The Sibling Rivalry That Wrecked an Empire, and Other Self-Destructive Royal Family Episodes
Henry VI. Wikimedia

23. Henry VI’s Relatives Get Rid of Him

Warwick the Kingmaker’s triumph was short-lived: Edward IV returned to England in 1471, and raised a counter-rebellion. At a critical moment, Warwick was betrayed by his son-in-law, George, Duke of Clarence, who had a change of heart and defected back to his brother, Edward. The two sides met in the Battle of Barnet in April of 1471, a Lancastrian defeat in which the Kingmaker was killed.

Another and final Yorkist victory at the Battle of Tewkesbury the following month confirmed Edward IV’s restoration to the throne. The unfortunate Henry VI was quietly murdered to eliminate the possibility of further trouble from Lancastrian loyalists. And to be thorough, Henry VI’s only son, the teenaged Henry of Lancaster, was also killed.

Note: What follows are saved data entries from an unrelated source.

#[cfg(test)]
mod tests {
    use super::*;
    use crate::bytecode::op::Opcode;

    fn compile_ok(source: &str) -> (Heap, HeapId) {
        let mut heap = Heap::new();
        let mut strings = Table::new();
        let function = compile(source, &mut heap, &mut strings).expect("source should compile");
        (heap, function)
    }

    fn opcodes(heap: &Heap, function: HeapId) -> Vec<Opcode> {
        let chunk = &heap.function(function).chunk;
        let mut out = Vec::new();
        let mut offset = 0;
        while offset < chunk.code.len() {
            let op = Opcode::from_repr(chunk.code[offset]).expect("valid opcode");
            out.push(op);
            offset += 1 + operand_len(chunk, op, offset);
        }
        out
    }

    fn operand_len(chunk: &crate::bytecode::chunk::Chunk, op: Opcode, after_op: usize) -> usize {
        match op {
            Opcode::Jump | Opcode::JumpIfFalse | Opcode::Loop => 2,
            Opcode::Invoke | Opcode::SuperInvoke => 2,
            Opcode::Closure => {
                let constant = chunk.code[after_op] as usize;
                let Value::Obj(_) = chunk.constants[constant] else {
                    panic!("closure constant is not an object")
                };
                // 1 constant byte; upvalue pairs are counted by the caller's
                // test expectations, which only use closures without captures.
                1
            }
            Opcode::Constant
            | Opcode::GetLocal
            | Opcode::SetLocal
            | Opcode::GetGlobal
            | Opcode::DefineGlobal
            | Opcode::SetGlobal
            | Opcode::GetUpvalue
            | Opcode::SetUpvalue
            | Opcode::GetProperty
            | Opcode::SetProperty
            | Opcode::GetSuper
            | Opcode::Call
            | Opcode::Class
            | Opcode::Method => 1,
            _ => 0,
        }
    }

    #[test]
    fn expression_statement_pops() {
        let (heap, function) = compile_ok("1 + 2;");
        assert_eq!(opcodes(&heap, function), vec![
            Opcode::Constant,
            Opcode::Constant,
            Opcode::Add,
            Opcode::Pop,
            Opcode::Nil,
            Opcode::Return,
        ]);
    }

    #[test]
    fn if_pops_condition_on_both_paths() {
        let (heap, function) = compile_ok("if (true) 1; else 2;");
        assert_eq!(opcodes(&heap, function), vec![
            Opcode::True,
            Opcode::JumpIfFalse,
            Opcode::Pop,
            Opcode::Constant,
            Opcode::Pop,
            Opcode::Jump,
            Opcode::Pop,
            Opcode::Constant,
            Opcode::Pop,
            Opcode::Nil,
            Opcode::Return,
        ]);
    }

    #[test]
    fn while_loop_shape() {
        let (heap, function) = compile_ok("while (false) { }");
        assert_eq!(opcodes(&heap, function), vec![
            Opcode::False,
            Opcode::JumpIfFalse,
            Opcode::Pop,
            Opcode::Loop,
            Opcode::Pop,
            Opcode::Nil,
            Opcode::Return,
        ]);
    }

    #[test]
    fn locals_are_slots_not_names() {
        let (heap, function) = compile_ok("{ var a = 1; a; }");
        let ops = opcodes(&heap, function);
        assert!(ops.contains(&Opcode::GetLocal));
        assert!(!ops.contains(&Opcode::GetGlobal));
    }

    #[test]
    fn globals_go_through_the_constant_pool() {
        let (heap, function) = compile_ok("var a = 1; a;");
        let ops = opcodes(&heap, function);
        assert!(ops.contains(&Opcode::DefineGlobal));
        assert!(ops.contains(&Opcode::GetGlobal));
    }

    #[test]
    fn method_call_fuses_to_invoke() {
        let (heap, function) = compile_ok("var x; x.run();");
        let ops = opcodes(&heap, function);
        assert!(ops.contains(&Opcode::Invoke));
        assert!(!ops.contains(&Opcode::GetProperty));
    }

    #[test]
    fn property_read_stays_get_property() {
        let (heap, function) = compile_ok("var x; x.field;");
        let ops = opcodes(&heap, function);
        assert!(ops.contains(&Opcode::GetProperty));
        assert!(!ops.contains(&Opcode::Invoke));
    }

    #[test]
    fn too_many_constants_is_reported() {
        let mut source = String::new();
        for i in 0..257 {
            source.push_str(&format!("{i}.5;\n"));
        }
        let mut heap = Heap::new();
        let mut strings = Table::new();
        let err = compile(&source, &mut heap, &mut strings).expect_err("should overflow the pool");
        assert!(
            err.diagnostics()
                .iter()
                .any(|d| d.message().contains("Too many constants in one chunk."))
        );
    }

    #[test]
    fn error_recovery_reports_multiple_statements() {
        let mut heap = Heap::new();
        let mut strings = Table::new();
        let err = compile("var 1 = 2;\nvar 3 = 4;\n", &mut heap, &mut strings).expect_err("bad declarations");
        assert_eq!(err.diagnostics().len(), 2, "synchronize allows a second diagnostic");
        assert_eq!(err.diagnostics()[0].line(), 1);
        assert_eq!(err.diagnostics()[1].line(), 2);
    }
}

The Sibling Rivalry That Wrecked an Empire, and Other Self-Destructive Royal Family Episodes
The drowning of George, Duke of Clarence, in a barrel of wine. Alcohol Justice

22. Edward IV Had Enough of His Brother

As to the wishy-washy George, Duke of Clarence, he continued to demonstrate his ingratitude to his elder brother. Understandably, that irked Edward IV, who had made his younger brother a duke in the first place, then made him Lord Lieutenant of Ireland at age of 13, only to see his generosity get repaid with multiple conspiracies. When the Duke of Clarence was caught conspiring once again, an exasperated Edward finally had enough.

The king imprisoned his younger brother in the Tower of London, and tried him for treason, personally conducting the prosecution before Parliament. George was convicted, attainted, and sentenced to death. On February 18th, 1478, the Duke of Clarence was executed by getting dunked into a barrel of Malmsey wine, and forcibly held under until he was drowned.

The Sibling Rivalry That Wrecked an Empire, and Other Self-Destructive Royal Family Episodes
Richard III’s final charge at the Battle of Bosworth. Steam Community

21. The Plantagenets Kept Killing Each Other to the End

The Plantagenets continued their self-destructive ways and intra-familial murders until the dynasty’s final demise. When Edward IV died unexpectedly in 1483, he left his brother Richard to act as guardian for his underage sons. Richard murdered the kids and declared himself Richard III.

He ruled for two turbulent years, until he was challenged by a distant cousin, Henry Tudor – the standard-bearer of what was left of the Lancastrians. The cousins met at the Battle of Bosworth in 1485, where Richard III was defeated and killed. His death ended the Plantagenet Dynasty, as his victorious cousin ascended the throne as Henry VII, the first of the Tudor Dynasty.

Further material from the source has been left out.